The tangled bine-stems scored the sky

      Like strings of broken lyres


(FYI bine is basically a hard vine.)


It’s deathly quiet there by the coppice gate. Nature’s lyre is silenced so to speak, and there’s no human chatter because they’ve all gone home to warm up. Image after image, the poem is relentlessly visual until a joyful noise breaks through the bleakness.


Wonderful that the thrush is an old one. The quality of hope would be different if a Shirley Temple bird sang rather than one who’s been around the block and still sees reason to warble —


An aged thrush, frail, gaunt, and small,

      In blast-beruffled plume,

Had chosen thus to fling his soul

      Upon the growing gloom.


And then we come to that last stanza. Doesn’t it feel that it’s been written for us, for right now, for this winter, for this uneasy moment?


So little cause for carolings

      Of such ecstatic sound

Was written on terrestrial things

      Afar or nigh around,

That I could think there trembled through

      His happy good-night air

Some blessed Hope, whereof he knew

      And I was unaware.



Darkling thrush, wherever you are, show yourself! We are in need of your song.




I wondered what a thrush looks like and discovered there are many varieties of thrush, each with its own look and sound. I’ve narrowed down the list of Hardy’s bird to two kinds, the song thrush and the mistle thrush. Both live in the southwest of England where he lived, both sing in the late evening and both sing in winter. Of the two, I’m pretty certain The Darkling Thrush is the mistle thrush because they enjoy singing in the worst of weather. Enjoy the video below, “Know Your Thrushes.” Getting to know your thrushes is a very pleasant distraction indeed.






Thomas Hardy (1840-1928) was born the oldest of four in a small village forty-some miles southwest of Stonehenge. His father was a stonemason and fiddler. He was a sickly child and as an adult was a very small man, barely over five feet, a fact I mention because some compare the tiny thrush to Hardy himself.

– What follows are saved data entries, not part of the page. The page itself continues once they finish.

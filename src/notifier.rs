//! 通知器 - 宿主调用的入口
//!
//! 宿主只需要两件事：用配置构造通知器，以及在需要显示内容时调用 `send_notification`。
//! 投递与调用方解耦，调用方只能通过日志观察投递失败。

use async_trait::async_trait;
use serde_json::Value;
use std::sync::atomic::{AtomicBool, Ordering};
use std::sync::{Arc, RwLock};
use std::time::Duration;
use tracing::{info, warn};

use crate::config::{snapshot, NotifierConfig, Setting, SettingsFile, SharedConfig};
use crate::deliver::{Deliver, HttpDeliverer};
use crate::error::Result;
use crate::payload::{build_payload, Media, NotifierOptions, PayloadNormalizer};
use crate::queue::{QueueStats, ThrottledQueue};

/// 通知入口 trait
#[async_trait]
pub trait Notifier: Send + Sync {
    /// 归一化并入队一个通知，不返回投递结果
    async fn send_notification(
        &self,
        title: &str,
        options: Option<&NotifierOptions>,
        media: Option<Media>,
        icon: Option<Media>,
    );
}

/// 设置 trait
pub trait Settings {
    /// 设置项列表（含当前值）
    fn settings(&self) -> Vec<Setting>;

    /// 实时更新一个设置项
    fn put_setting(&self, key: &str, value: Value) -> Result<()>;
}

/// Android TV 叠加层通知器
pub struct OverlayNotifier {
    config: SharedConfig,
    normalizer: PayloadNormalizer,
    queue: ThrottledQueue,
    settings_file: Option<SettingsFile>,
    /// 宿主显式停止后，发送只入队不再自动启动循环
    stopped: AtomicBool,
}

impl OverlayNotifier {
    /// 使用 HTTP 投递器创建
    pub fn new(config: NotifierConfig) -> Self {
        Self::with_deliverer(config, Arc::new(HttpDeliverer::new()))
    }

    /// 使用自定义投递器创建
    pub fn with_deliverer(config: NotifierConfig, deliverer: Arc<dyn Deliver>) -> Self {
        let config: SharedConfig = Arc::new(RwLock::new(config));
        let queue = ThrottledQueue::new(config.clone(), deliverer);

        Self {
            config,
            normalizer: PayloadNormalizer::new(),
            queue,
            settings_file: None,
            stopped: AtomicBool::new(false),
        }
    }

    /// 从设置文件加载配置，之后的 `put_setting` 会写回该文件
    pub fn from_settings_file(file: SettingsFile) -> Result<Self> {
        let config = file.load()?;
        info!(path = %file.path().display(), "Loaded notifier settings");

        let mut notifier = Self::new(config);
        notifier.settings_file = Some(file);
        Ok(notifier)
    }

    /// 设置队列 tick 周期
    pub fn with_tick_period(mut self, period: Duration) -> Self {
        self.queue = self.queue.with_tick_period(period);
        self
    }

    /// 当前配置快照
    pub fn config(&self) -> NotifierConfig {
        snapshot(&self.config)
    }

    pub fn queue(&self) -> &ThrottledQueue {
        &self.queue
    }

    pub fn stats(&self) -> QueueStats {
        self.queue.stats()
    }

    /// 启动（或重启）后台循环，并清除停止状态
    pub fn start(&self) {
        self.stopped.store(false, Ordering::SeqCst);
        self.queue.start();
    }

    /// 停止后台循环；之后的 `send_notification` 只入队，直到再次 `start`
    pub fn stop(&self) -> bool {
        self.stopped.store(true, Ordering::SeqCst);
        self.queue.stop()
    }

    pub fn is_stopped(&self) -> bool {
        self.stopped.load(Ordering::SeqCst)
    }

    /// 等待已入队的通知全部投递完（循环未运行时会启动它）
    pub async fn drain(&self) {
        if !self.queue.is_running() {
            self.start();
        }
        self.queue.drain().await;
    }

    pub async fn shutdown(&self) {
        self.stopped.store(true, Ordering::SeqCst);
        self.queue.shutdown().await;
    }
}

#[async_trait]
impl Notifier for OverlayNotifier {
    async fn send_notification(
        &self,
        title: &str,
        options: Option<&NotifierOptions>,
        media: Option<Media>,
        icon: Option<Media>,
    ) {
        let config = snapshot(&self.config);
        let options = options.cloned().unwrap_or_default();

        let payload = match self
            .normalizer
            .normalize(title, &options, media.as_ref(), icon.as_ref(), &config)
            .await
        {
            Ok(payload) => payload,
            Err(e) => {
                // 图片下载失败时不阻塞调用方，去掉图片继续发送
                warn!(title, error = %e, "Image fetch failed, queueing without image");
                build_payload(title, &options, icon.as_ref(), None, &config)
            }
        };

        self.queue.enqueue(payload);

        if !self.queue.is_running() && !self.is_stopped() {
            self.queue.start();
        }
    }
}

impl Settings for OverlayNotifier {
    fn settings(&self) -> Vec<Setting> {
        snapshot(&self.config).settings()
    }

    /// 先写文件再替换内存中的配置，写入失败时配置保持不变
    fn put_setting(&self, key: &str, value: Value) -> Result<()> {
        let mut config = self.config.write().unwrap_or_else(|e| e.into_inner());
        let mut updated = config.clone();
        updated.apply(key, &value)?;

        if let Some(file) = &self.settings_file {
            file.save(&updated)?;
        }

        *config = updated;
        info!(setting = key, "Notifier setting updated");
        Ok(())
    }
}
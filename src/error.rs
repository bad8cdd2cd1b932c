//! 分发错误类型
//!
//! 所有错误都不会终止分发器：在归一化或投递点记录日志后继续下一个 tick。

use thiserror::Error;

/// 分发器错误
#[derive(Debug, Error)]
pub enum DispatchError {
    /// 目标地址缺失或设置值非法（跳过本次投递）
    #[error("configuration error: {0}")]
    Configuration(String),

    /// 媒体输入格式错误（图片字段被省略，通知照常投递）
    #[error("media transform error: {0}")]
    Transform(String),

    /// 连接失败或超时
    #[error("network error: {0}")]
    Network(#[from] reqwest::Error),

    /// 非 2xx 响应
    #[error("unexpected response status {status}: {body}")]
    Status { status: u16, body: String },

    #[error("settings file error: {0}")]
    Io(#[from] std::io::Error),

    #[error("settings parse error: {0}")]
    Json(#[from] serde_json::Error),
}

impl DispatchError {
    /// 是否为网络类错误（连接、超时、非 2xx）
    pub fn is_network(&self) -> bool {
        matches!(self, Self::Network(_) | Self::Status { .. })
    }

    /// 是否为超时
    pub fn is_timeout(&self) -> bool {
        matches!(self, Self::Network(e) if e.is_timeout())
    }
}

pub type Result<T, E = DispatchError> = std::result::Result<T, E>;
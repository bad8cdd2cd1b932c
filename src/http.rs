//! HTTP 客户端缓存
//!
//! 超时和证书校验选项可能被实时修改，选项变化时才重建客户端。

use reqwest::Client;
use std::sync::Mutex;
use std::time::Duration;
use tracing::debug;

use crate::error::Result;

/// 构建客户端所需的选项
#[derive(Debug, Clone, Copy, PartialEq, Eq)]
pub struct ClientOptions {
    pub timeout: Duration,
    /// 接受自签名/无效证书（局域网渲染端的信任决定）
    pub accept_invalid_certs: bool,
}

/// 按选项缓存的 reqwest 客户端
#[derive(Debug, Default)]
pub struct ClientCache {
    cached: Mutex<Option<(ClientOptions, Client)>>,
}

impl ClientCache {
    pub fn new() -> Self {
        Self::default()
    }

    /// 获取与选项匹配的客户端（Client 内部是 Arc，clone 很便宜）
    pub fn get(&self, options: ClientOptions) -> Result<Client> {
        let mut cached = self.cached.lock().unwrap_or_else(|e| e.into_inner());

        if let Some((current, client)) = cached.as_ref() {
            if *current == options {
                return Ok(client.clone());
            }
        }

        debug!(
            timeout_ms = options.timeout.as_millis() as u64,
            accept_invalid_certs = options.accept_invalid_certs,
            "Building HTTP client"
        );

        let client = Client::builder()
            .timeout(options.timeout)
            .danger_accept_invalid_certs(options.accept_invalid_certs)
            .build()?;

        *cached = Some((options, client.clone()));
        Ok(client)
    }
}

He was an architectural apprentice in London but missed the rural landscape he grew up in. He worked as an ecclesiastic architect for ten years in London and Dorset, writing in his spare time and publishing an unsuccessful novel. He married and moved back to Dorset where designed and built his house, Max Gate, now part of the National Trust. Eventually he was able to make a living solely from writing.


He became estranged from his first wife, supposedly in part because she objected to the dark view of marriage he presented in his novels. When she died he married his secretary, 39 years his junior, but mourned his first wife the rest of his life.


Hardy considered himself primarily a poet, but I suspect most people know him as I do, as the writer of those wonderful, big depressing Victorian novels like Tess of the D’Urbervilles and Jude the Obscure. He wrote fourteen novels altogether (and they are all long) and loads of poetry which influenced the likes of Auden, Frost and Larkin.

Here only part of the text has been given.